Canine personality is fascinating. Let’s take a closer look at it and why it doesn't solely dictate how your dog behaves. Personality is complex mixture of your dog’s likes, dislikes, coping strategies, ability to cope at all and how he feels about the world around him.
Imagine it like a cake (stick with me on this)
When we bake a cake we add all the ingredients together in a bowl and whisk. We add a dollop of flour, sugar, egg (replacer if you’re vegan – bravo!) Baking powder, and fat. These things, mixed together make a delicious batter. We would be hard pressed not to enjoy a silky, smooth, sweet cake batter.
Without changing its immediate environment that batter won’t do anything. If we heat our cake too high it burns, missing its true potential. If we bake it too low it sags and spoils, also never meeting its full potential.

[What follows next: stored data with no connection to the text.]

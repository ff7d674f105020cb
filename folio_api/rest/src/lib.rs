use std::{net::IpAddr, sync::Arc};

use anyhow::Context;
use axum::Router;
use folio_core_contact_contracts::ContactFeatureService;
use folio_core_portfolio_contracts::PortfolioFeatureService;
use folio_core_relay_contracts::RelayFeatureService;
use folio_models::ui::UiContext;
use folio_shared_contracts::time::TimeService;
use folio_templates_contracts::TemplateService;
use tokio::net::TcpListener;
use tracing::info;

mod middlewares;
mod models;
mod routes;

#[derive(Debug, Clone)]
pub struct RestServer<Relay, Contact, Portfolio, Template, Time> {
    relay: Relay,
    contact: Contact,
    portfolio: Portfolio,
    template: Template,
    time: Time,
    config: RestServerConfig,
}

#[derive(Debug, Clone)]
pub struct RestServerConfig {
    /// Path of the relay endpoint, starting with a `/`.
    pub relay_path: String,
    /// Language and theme of requests that do not select them.
    pub default_ui: UiContext,
    /// Maximum number of toasts shown at once.
    pub toast_limit: usize,
}

impl<Relay, Contact, Portfolio, Template, Time> RestServer<Relay, Contact, Portfolio, Template, Time>
where
    Relay: RelayFeatureService,
    Contact: ContactFeatureService,
    Portfolio: PortfolioFeatureService,
    Template: TemplateService,
    Time: TimeService,
{
    pub fn new(
        relay: Relay,
        contact: Contact,
        portfolio: Portfolio,
        template: Template,
        time: Time,
        config: RestServerConfig,
    ) -> Self {
        Self {
            relay,
            contact,
            portfolio,
            template,
            time,
            config,
        }
    }

    pub async fn serve(self, host: IpAddr, port: u16) -> anyhow::Result<()> {
        let router = self.router();
        let listener = TcpListener::bind((host, port))
            .await
            .with_context(|| format!("Failed to bind to {host}:{port}"))?;
        info!("Listening on http://{}", listener.local_addr()?);
        axum::serve(listener, router)
            .await
            .context("Failed to start HTTP server")
    }

    pub fn router(self) -> Router<()> {
        let portfolio = Arc::new(self.portfolio);

        let site = routes::site::SiteState {
            contact: self.contact,
            portfolio: Arc::clone(&portfolio),
            template: self.template,
            time: self.time,
            default_ui: self.config.default_ui,
            toast_limit: self.config.toast_limit,
        };

        let router = Router::new()
            .merge(routes::relay::router(
                &self.config.relay_path,
                self.relay.into(),
            ))
            .merge(routes::portfolio::router(
                portfolio,
                self.config.default_ui.language,
            ))
            .merge(routes::site::router(site.into()));

        let router = middlewares::panic_handler::add(router);
        let router = middlewares::trace::add(router);
        middlewares::request_id::add(router)
    }
}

The environment dictates how our cake acts, successfully or not.
Similarly, your dog might have a dollop of timidity, some shyness, a generous helping of humour, a good quick mind to learn, a heavy handed dose of social awkwardness and a pinch of anxiety. All of these traits make the dog’s personality. We then decide the type and amount of “heat” we subject our dog to. Too little and the dog doesn’t get an opportunity to become the best they can be. Too much heat and our dog goes beyond their true potential too - they “overheat” - and it shows in their behaviour.

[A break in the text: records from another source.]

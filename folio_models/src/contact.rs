use std::collections::BTreeMap;

use serde::{Deserialize, Serialize};

use crate::{
    email_address::EmailAddress,
    l10n::{Language, Localized},
    macros::nutype_string,
};

#[derive(Debug, Clone, PartialEq, Eq)]
pub struct ContactMessage {
    pub author: ContactMessageAuthor,
    pub subject: ContactMessageSubject,
    pub content: ContactMessageContent,
}

#[derive(Debug, Clone, PartialEq, Eq)]
pub struct ContactMessageAuthor {
    pub name: ContactMessageAuthorName,
    pub email: EmailAddress,
}

nutype_string!(ContactMessageAuthorName(validate(len_char_min = 2)));
nutype_string!(ContactMessageSubject(validate(len_char_min = 3)));
nutype_string!(ContactMessageContent(validate(len_char_min = 10)));

/// The contents of the contact form as typed by the visitor.
#[derive(Debug, Clone, Default, PartialEq, Eq, Serialize, Deserialize)]
#[serde(default)]
pub struct ContactFormInput {
    pub name: String,
    pub email: String,
    pub subject: String,
    pub message: String,
}

impl ContactFormInput {
    pub fn get(&self, field: ContactField) -> &str {
        match field {
            ContactField::Name => &self.name,
            ContactField::Email => &self.email,
            ContactField::Subject => &self.subject,
            ContactField::Message => &self.message,
        }
    }

    /// Checks every field and either builds the message or reports all
    /// violations at once.
    pub fn validate(&self) -> Result<ContactMessage, ContactValidationErrors> {
        let name = ContactMessageAuthorName::try_new(self.name.clone()).ok();
        let email = self.email.parse::<EmailAddress>().ok();
        let subject = ContactMessageSubject::try_new(self.subject.clone()).ok();
        let content = ContactMessageContent::try_new(self.message.clone()).ok();

        match (name, email, subject, content) {
            (Some(name), Some(email), Some(subject), Some(content)) => Ok(ContactMessage {
                author: ContactMessageAuthor { name, email },
                subject,
                content,
            }),
            (name, email, subject, content) => Err([
                (ContactField::Name, name.is_none()),
                (ContactField::Email, email.is_none()),
                (ContactField::Subject, subject.is_none()),
                (ContactField::Message, content.is_none()),
            ]
            .into_iter()
            .filter(|&(_, invalid)| invalid)
            .map(|(field, _)| (field, field.violation()))
            .collect()),
        }
    }
}

#[derive(Debug, Clone, Copy, PartialEq, Eq, PartialOrd, Ord, Hash, Serialize, Deserialize)]
#[serde(rename_all = "snake_case")]
pub enum ContactField {
    Name,
    Email,
    Subject,
    Message,
}

impl ContactField {
    pub const ALL: [Self; 4] = [Self::Name, Self::Email, Self::Subject, Self::Message];

    pub const fn key(self) -> &'static str {
        match self {
            Self::Name => "name",
            Self::Email => "email",
            Self::Subject => "subject",
            Self::Message => "message",
        }
    }

    pub fn label(self, language: Language) -> &'static str {
        let label = match self {
            Self::Name => Localized::new("Name", "Имя"),
            Self::Email => Localized::new("Email", "Email"),
            Self::Subject => Localized::new("Subject", "Тема"),
            Self::Message => Localized::new("Message", "Сообщение"),
        };
        *label.get(language)
    }

    pub fn placeholder(self, language: Language) -> &'static str {
        let placeholder = match self {
            Self::Name => Localized::new("Your Name", "Ваше Имя"),
            Self::Email => Localized::new("Your Email", "Ваш Email"),
            Self::Subject => Localized::new("Subject", "Тема сообщения"),
            Self::Message => Localized::new("Your Message", "Ваше сообщение"),
        };
        *placeholder.get(language)
    }

    const fn violation(self) -> ContactFieldViolation {
        match self {
            Self::Name => ContactFieldViolation::NameTooShort,
            Self::Email => ContactFieldViolation::InvalidEmail,
            Self::Subject => ContactFieldViolation::SubjectTooShort,
            Self::Message => ContactFieldViolation::MessageTooShort,
        }
    }
}

#[derive(Debug, Clone, Copy, PartialEq, Eq, Hash, Serialize, Deserialize)]
#[serde(rename_all = "snake_case")]
pub enum ContactFieldViolation {
    NameTooShort,
    InvalidEmail,
    SubjectTooShort,
    MessageTooShort,
}

impl ContactFieldViolation {
    pub fn message(self, language: Language) -> &'static str {
        let message = match self {
            Self::NameTooShort => Localized::new(
                "Name must be at least 2 characters.",
                "Имя должно содержать не менее 2 символов.",
            ),
            Self::InvalidEmail => Localized::new(
                "Please enter a valid email.",
                "Пожалуйста, введите корректный email.",
            ),
            Self::SubjectTooShort => Localized::new(
                "Subject must be at least 3 characters.",
                "Тема должна содержать не менее 3 символов.",
            ),
            Self::MessageTooShort => Localized::new(
                "Message must be at least 10 characters.",
                "Сообщение должно содержать не менее 10 символов.",
            ),
        };
        *message.get(language)
    }
}

#[derive(Debug, Clone, Default, PartialEq, Eq, Serialize)]
pub struct ContactValidationErrors(BTreeMap<ContactField, ContactFieldViolation>);

impl ContactValidationErrors {
    pub fn is_empty(&self) -> bool {
        self.0.is_empty()
    }

    pub fn len(&self) -> usize {
        self.0.len()
    }

    pub fn get(&self, field: ContactField) -> Option<ContactFieldViolation> {
        self.0.get(&field).copied()
    }

    pub fn iter(&self) -> impl Iterator<Item = (ContactField, ContactFieldViolation)> + '_ {
        self.0.iter().map(|(&field, &violation)| (field, violation))
    }

    /// The violation messages keyed by field name, in the given language.
    pub fn messages(&self, language: Language) -> BTreeMap<&'static str, &'static str> {
        self.iter()
            .map(|(field, violation)| (field.key(), violation.message(language)))
            .collect()
    }
}

impl FromIterator<(ContactField, ContactFieldViolation)> for ContactValidationErrors {
    fn from_iter<T: IntoIterator<Item = (ContactField, ContactFieldViolation)>>(iter: T) -> Self {
        Self(iter.into_iter().collect())
    }
}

Our role is to identify all of the ingredients that make up our dog’s personality then use that information to decide what to expect from our dogs in the world on any day, with any potential experience. What type of “heat” they can cope with and what is simply too much for them. We can't just deprive our socially awkward dogs of all potential social experiences, we can't just see other dogs and change direction. We can manage the social experiences they have on an individual basis, with wisdom and awareness. We should help our dogs to be the best they can be - it's our job to do that.
Unlike cake, our dogs have great potential, the more they learn to do on their own terms - whilst calm and relaxed - the more they will be able to cope with.
The more resilient they will be.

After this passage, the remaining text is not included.